Re: [PERFORM] Optimizer showing wrong rows in plan

2010-03-29 Thread Nikolas Everett
See http://www.postgresql.org/docs/current/static/storage-page-layout.html for
all of what is taking up the space.  Short version:
 Per block overhead is > 24 bytes
 Per row overhead is 23 bytes + some alignment loss + the null bitmap if you
have nullable columns

On Mon, Mar 29, 2010 at 8:24 AM, raghavendra t wrote:

> Hi Mattew,
>
> Thank you for the information.
>
> Once again, I like to thank each and everyone in this thread for there
> ultimate support.
>
> Regards
> Raghavendra
>
> On Mon, Mar 29, 2010 at 4:47 PM, Matthew Wakeling wrote:
>
>> On Mon, 29 Mar 2010, Tadipathri Raghu wrote:
>>
>>> As per the documentation, one page is 8kb, when i create a table with int
>>> as
>>> one column its 4 bytes. If i insert 2000 rows, it should be in one page
>>> only
>>> as its 8kb, but its extending vastly as expected. Example shown below,
>>> taking the previous example table test with one column.
>>>
>>
>> There is more to a row than just the single int column. The space used by
>> a column will include a column start marker (data length), transaction ids,
>> hint bits, an oid, a description of the types of the columns, and finally
>> your data columns. That takes a bit more space.
>>
>> Matthew
>>
>> --
>> If you let your happiness depend upon how somebody else feels about you,
>> now you have to control how somebody else feels about you. -- Abraham
>> Hicks
>>
>> --
>> Sent via pgsql-performance mailing list (pgsql-performance@postgresql.org
>> )
>> To make changes to your subscription:
>> http://www.postgresql.org/mailpref/pgsql-performance
>>
>
>


Re: [PERFORM] Optimizer showing wrong rows in plan

2010-03-29 Thread raghavendra t
Hi Mattew,

Thank you for the information.

Once again, I like to thank each and everyone in this thread for there
ultimate support.

Regards
Raghavendra

On Mon, Mar 29, 2010 at 4:47 PM, Matthew Wakeling wrote:

> On Mon, 29 Mar 2010, Tadipathri Raghu wrote:
>
>> As per the documentation, one page is 8kb, when i create a table with int
>> as
>> one column its 4 bytes. If i insert 2000 rows, it should be in one page
>> only
>> as its 8kb, but its extending vastly as expected.
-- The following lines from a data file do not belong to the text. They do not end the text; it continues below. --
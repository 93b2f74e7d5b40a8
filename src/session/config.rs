//! Configuration for the session manager.

use std::sync::Arc;
use std::time::Duration;

use crate::storage::Storage;

/// Default session lifetime.
pub const DEFAULT_EXPIRATION: Duration = Duration::from_secs(30 * 60);

/// Cookie name used when the caller does not choose one.
pub const DEFAULT_COOKIE_NAME: &str = "session_id";

/// Produces a fresh, unguessable session id.
pub type KeyGenerator = Arc<dyn Fn() -> String + Send + Sync>;

/// Random UUID v4, hyphenated.
pub fn uuid_generator() -> KeyGenerator {
    Arc::new(|| uuid::Uuid::new_v4().to_string())
}

/// Configuration for the session [`Manager`](super::Manager).
#[derive(Clone)]
pub struct Config {
    /// How long a saved session stays in storage and in the client's cookie.
    /// Zero keeps it in storage forever.
    pub expiration: Duration,

    /// Backing store. `None` builds a [`MemoryStorage`](crate::storage::MemoryStorage).
    pub storage: Option<Arc<dyn Storage>>,

    pub key_generator: KeyGenerator,

    pub cookie_name: String,
    pub cookie_path: String,
    pub cookie_domain: String,
    pub cookie_secure: bool,
    pub cookie_http_only: bool,
    /// `"Strict"`, `"None"` or anything else for `Lax`; compared case-insensitively.
    pub cookie_same_site: String,

    /// Omit `Max-Age` and `Expires` so the cookie ends with the browser session.
    pub cookie_session_only: bool,
}

impl Default for Config {
    fn default() -> Self {
        Self {
            expiration: DEFAULT_EXPIRATION,
            storage: None,
            key_generator: uuid_generator(),
            cookie_name: DEFAULT_COOKIE_NAME.to_owned(),
            cookie_path: "/".to_owned(),
            cookie_domain: String::new(),
            cookie_secure: false,
            cookie_http_only: false,
            cookie_same_site: "Lax".to_owned(),
            cookie_session_only: false,
        }
    }
}

impl Config {
    pub fn new() -> Self {
        Self::default()
    }

    pub fn with_expiration(mut self, expiration: Duration) -> Self {
        self.expiration = expiration;
        self
    }

    pub fn with_storage(mut self, storage: Arc<dyn Storage>) -> Self {
        self.storage = Some(storage);
        self
    }

    pub fn with_key_generator(mut self, f: impl Fn() -> String + Send + Sync + 'static) -> Self {
        self.key_generator = Arc::new(f);
        self
    }

    pub fn with_cookie_name(mut self, name: impl Into<String>) -> Self {
        self.cookie_name = name.into();
        self
    }

    pub fn with_cookie_path(mut self, path: impl Into<String>) -> Self {
        self.cookie_path = path.into();
        self
    }

    pub fn with_cookie_domain(mut self, domain: impl Into<String>) -> Self {
        self.cookie_domain = domain.into();
        self
    }

    pub fn with_secure(mut self, secure: bool) -> Self {
        self.cookie_secure = secure;
        self
    }

    pub fn with_http_only(mut self, http_only: bool) -> Self {
        self.cookie_http_only = http_only;
        self
    }

    pub fn with_same_site(mut self, same_site: impl Into<String>) -> Self {
        self.cookie_same_site = same_site.into();
        self
    }

    pub fn with_session_only(mut self, session_only: bool) -> Self {
        self.cookie_session_only = session_only;
        self
    }
}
Example shown below,
>> taking the previous example table test with one column.
>>
>
> There is more to a row than just the single int column. The space used by a
> column will include a column start marker (data length), transaction ids,
> hint bits, an oid, a description of the types of the columns, and finally
> your data columns. That takes a bit more space.
>
> Matthew
>
> --
> If you let your happiness depend upon how somebody else feels about you,
> now you have to control how somebody else feels about you. -- Abraham Hicks
>
> --
> Sent via pgsql-performance mailing list (pgsql-performance@postgresql.org)
> To make changes to your subscription:
> http://www.postgresql.org/mailpref/pgsql-performance
>


Re: [PERFORM] Optimizer showing wrong rows in plan

2010-03-29 Thread Matthew Wakeling

On Mon, 29 Mar 2010, Tadipathri Raghu wrote:

As per the documentation, one page is 8kb, when i create a table with int as
one column its 4 bytes. If i insert 2000 rows, it should be in one page only
as its 8kb, but its extending vastly as expected. Example shown below,
taking the previous example table test with one column.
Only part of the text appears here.